-- Exercise prompt --
Starting at the first line of the records below, transcribe each line exactly, ending with the line that contains "pub struct ObjectFilter".

-- Source records --

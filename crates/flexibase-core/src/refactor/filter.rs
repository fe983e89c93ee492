//! Object selection for refactoring operations.
//!
//! Every operation takes an [`ObjectFilter`] scoping which objects it
//! touches: an explicit id set, a predicate over property values, both
//! (intersection), or neither (all objects of the class).

use crate::error::Error;
use crate::schema::ClassDef;
use crate::store::{ObjectData, ObjectId};
use flexibase_proto::{FilterExpr, SimpleFilter, Value};

/// Selection criterion shared by all refactoring operations.
#[derive(Debug, Clone, Default)]
pub struct ObjectFilter {
    /// Restrict to these object ids, if set.
    pub ids: Option<Vec<ObjectId>>,
    /// Restrict to objects matching this predicate, if set.
    pub predicate: Option<FilterExpr>,
}

impl ObjectFilter {
    /// Match all objects of the class.
    pub fn all() -> Self {
        Self::default()
    }

    /// Match a single object.
    pub fn by_id(id: ObjectId) -> Self {
        Self {
            ids: Some(vec![id]),
            predicate: None,
        }
    }

    /// Match an explicit id set.
    pub fn by_ids(ids: Vec<ObjectId>) -> Self {
        Self {
            ids: Some(ids),
            predicate: None,
        }
    }

    /// Match objects satisfying a predicate.
    pub fn matching(predicate: FilterExpr) -> Self {
        Self {
            ids: None,
            predicate: Some(predicate),
        }
    }

    /// Whether an object passes this filter.
    pub fn matches(
        &self,
        class: &ClassDef,
        id: ObjectId,
        data: &ObjectData,
    ) -> Result<bool, Error> {
        if let Some(ids) = &self.ids {
            if !ids.contains(&id) {
                return Ok(false);
            }
        }
        if let Some(predicate) = &self.predicate {
            let row = named_row(class, data);
            return PredicateEvaluator::evaluate(predicate, &row);
        }
        Ok(true)
    }
}

/// Project object data into (name, value) pairs for predicate
/// evaluation. Multi-valued properties contribute their first value.
pub fn named_row(class: &ClassDef, data: &ObjectData) -> Vec<(String, Value)> {
    let mut row = Vec::with_capacity(data.len());
    for (property, values) in data.iter() {
        if let Some(def) = class.get_property(property) {
            if let Some(value) = values.first() {
                row.push((def.name.clone(), value.clone()));
            }
        }
    }
    row
}

/// Evaluates predicate expressions against named rows.
pub struct PredicateEvaluator;

impl PredicateEvaluator {
    /// Evaluate a filter expression against a row of named values.
    pub fn evaluate(filter: &FilterExpr, row: &[(String, Value)]) -> Result<bool, Error> {
        match filter {
            FilterExpr::Eq { field, value } => {
                Self::compare_field(row, field, value, Self::values_equal)
            }
            FilterExpr::Ne { field, value } => {
                Self::compare_field(row, field, value, |a, b| !Self::values_equal(a, b))
            }
            FilterExpr::Lt { field, value } => Self::compare_field(row, field, value, |a, b| {
                Self::compare_values(a, b).map(|o| o.is_lt()).unwrap_or(false)
            }),
            FilterExpr::Le { field, value } => Self::compare_field(row, field, value, |a, b| {
                Self::compare_values(a, b).map(|o| o.is_le()).unwrap_or(false)
            }),
            FilterExpr::Gt { field, value } => Self::compare_field(row, field, value, |a, b| {
                Self::compare_values(a, b).map(|o| o.is_gt()).unwrap_or(false)
            }),
            FilterExpr::Ge { field, value } => Self::compare_field(row, field, value, |a, b| {
                Self::compare_values(a, b).map(|o| o.is_ge()).unwrap_or(false)
            }),
            FilterExpr::In { field, values } => match Self::get_field(row, field) {
                Some(fv) => Ok(values.iter().any(|v| Self::values_equal(fv, v))),
                None => Ok(false),
            },
            FilterExpr::IsNull { field } => {
                Ok(matches!(Self::get_field(row, field), None | Some(Value::Null)))
            }
            FilterExpr::IsNotNull { field } => {
                Ok(!matches!(Self::get_field(row, field), None | Some(Value::Null)))
            }
            FilterExpr::Like { field, pattern } => match Self::get_field(row, field) {
                Some(Value::Text(s)) => Ok(Self::like_match(s, pattern)),
                _ => Ok(false),
            },
            FilterExpr::And(filters) => {
                for f in filters {
                    if !Self::evaluate_simple(f, row)? {
                        return Ok(false);
                    }
                }
                Ok(true)
            }
            FilterExpr::Or(filters) => {
                for f in filters {
                    if Self::evaluate_simple(f, row)? {
                        return Ok(true);
                    }
                }
                Ok(false)
            }
        }
    }

    /// Evaluate a simple (non-compound) condition.
    fn evaluate_simple(filter: &SimpleFilter, row: &[(String, Value)]) -> Result<bool, Error> {
        let expr = match filter.clone() {
            SimpleFilter::Eq { field, value } => FilterExpr::Eq { field, value },
            SimpleFilter::Ne { field, value } => FilterExpr::Ne { field, value },
            SimpleFilter::Lt { field, value } => FilterExpr::Lt { field, value },
            SimpleFilter::Le { field, value } => FilterExpr::Le { field, value },
            SimpleFilter::Gt { field, value } => FilterExpr::Gt { field, value },
            SimpleFilter::Ge { field, value } => FilterExpr::Ge { field, value },
            SimpleFilter::In { field, values } => FilterExpr::In { field, values },
            SimpleFilter::IsNull { field } => FilterExpr::IsNull { field },
            SimpleFilter::IsNotNull { field } => FilterExpr::IsNotNull { field },
            SimpleFilter::Like { field, pattern } => FilterExpr::Like { field, pattern },
        };
        Self::evaluate(&expr, row)
    }

    fn get_field<'a>(row: &'a [(String, Value)], field: &str) -> Option<&'a Value> {
        row.iter().find(|(name, _)| name == field).map(|(_, v)| v)
    }

    fn compare_field<F>(
        row: &[(String, Value)],
        field: &str,
        value: &Value,
        comparator: F,
    ) -> Result<bool, Error>
    where
        F: FnOnce(&Value, &Value) -> bool,
    {
        match Self::get_field(row, field) {
            Some(fv) => Ok(comparator(fv, value)),
            // Missing field matches nothing
            None => Ok(false),
        }
    }

    /// Value equality with numeric coercion between Int and Float.
    pub fn values_equal(a: &Value, b: &Value) -> bool {
        match (a, b) {
            (Value::Null, Value::Null) => true,
            (Value::Bool(a), Value::Bool(b)) => a == b,
            (Value::Int(a), Value::Int(b)) => a == b,
            (Value::Float(a), Value::Float(b)) => a == b,
            (Value::Int(a), Value::Float(b)) => (*a as f64) == *b,
            (Value::Float(a), Value::Int(b)) => *a == (*b as f64),
            (Value::Text(a), Value::Text(b)) => a == b,
            (Value::Bytes(a), Value::Bytes(b)) => a == b,
            (Value::Timestamp(a), Value::Timestamp(b)) => a == b,
            (Value::ObjectRef(a), Value::ObjectRef(b)) => a == b,
            (Value::NestedRef(a), Value::NestedRef(b)) => a == b,
            _ => false,
        }
    }

    /// Compare two values, returning their ordering if comparable.
    fn compare_values(a: &Value, b: &Value) -> Option<std::cmp::Ordering> {
        match (a, b) {
            (Value::Int(a), Value::Int(b)) => Some(a.cmp(b)),
            (Value::Float(a), Value::Float(b)) => a.partial_cmp(b),
            (Value::Int(a), Value::Float(b)) => (*a as f64).partial_cmp(b),
            (Value::Float(a), Value::Int(b)) => a.partial_cmp(&(*b as f64)),
            (Value::Text(a), Value::Text(b)) => Some(a.cmp(b)),
            (Value::Timestamp(a), Value::Timestamp(b)) => Some(a.cmp(b)),
            (Value::Bytes(a), Value::Bytes(b)) => Some(a.cmp(b)),
            _ => None,
        }
    }

    /// Match a string against a SQL LIKE pattern.
    ///
    /// `%` matches zero or more characters, `_` exactly one; `\%` and
    /// `\_` match the literal characters.
    pub fn like_match(value: &str, pattern: &str) -> bool {
        let mut chars = value.chars().peekable();
        let mut pattern_chars = pattern.chars().peekable();
        Self::like_match_recursive(&mut chars, &mut pattern_chars)
    }

    fn like_match_recursive(
        chars: &mut std::iter::Peekable<std::str::Chars>,
        pattern: &mut std::iter::Peekable<std::str::Chars>,
    ) -> bool {
        loop {
            match (pattern.peek().copied(), chars.peek().copied()) {
                (None, None) => return true,
                (None, Some(_)) => return false,
                (Some('%'), _) => {
                    pattern.next();
                    if pattern.peek().is_none() {
                        return true;
                    }
                    // Try matching % with 0, 1, 2, ... characters
                    loop {
                        let mut pattern_clone = pattern.clone();
                        let mut chars_clone = chars.clone();
                        if Self::like_match_recursive(&mut chars_clone, &mut pattern_clone) {
                            return true;
                        }
                        if chars.next().is_none() {
                            return false;
                        }
                    }
                }
                (Some('_'), Some(_)) => {
                    pattern.next();
                    chars.next();
                }
                (Some('_'), None) => return false,
                (Some('\\'), _) => {
                    pattern.next();
                    match (pattern.peek().copied(), chars.peek().copied()) {
                        (Some(p), Some(c)) if p == c => {
                            pattern.next();
                            chars.next();
                        }
                        _ => return false,
                    }
                }
                (Some(p), Some(c)) => {
                    if p == c {
                        pattern.next();
                        chars.next();
                    } else {
                        return false;
                    }
                }
                (Some(_), None) => return false,
            }
        }
    }
}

-- Answer box --
filename crates/flexibase-core/src/refactor/filter.rs
repository fe983e89c93ee492
//! Object selection for refactoring operations.
//!
//! Every operation takes an [`ObjectFilter`] scoping which objects it
//! touches: an explicit id set, a predicate over property values, both
//! (intersection), or neither (all objects of the class).

use crate::error::Error;
use crate::schema::ClassDef;
use crate::store::{ObjectData, ObjectId};
use flexibase_proto::{FilterExpr, SimpleFilter, Value};

/// Selection criterion shared by all refactoring operations.
#[derive(Debug, Clone, Default)]
pub struct ObjectFilter {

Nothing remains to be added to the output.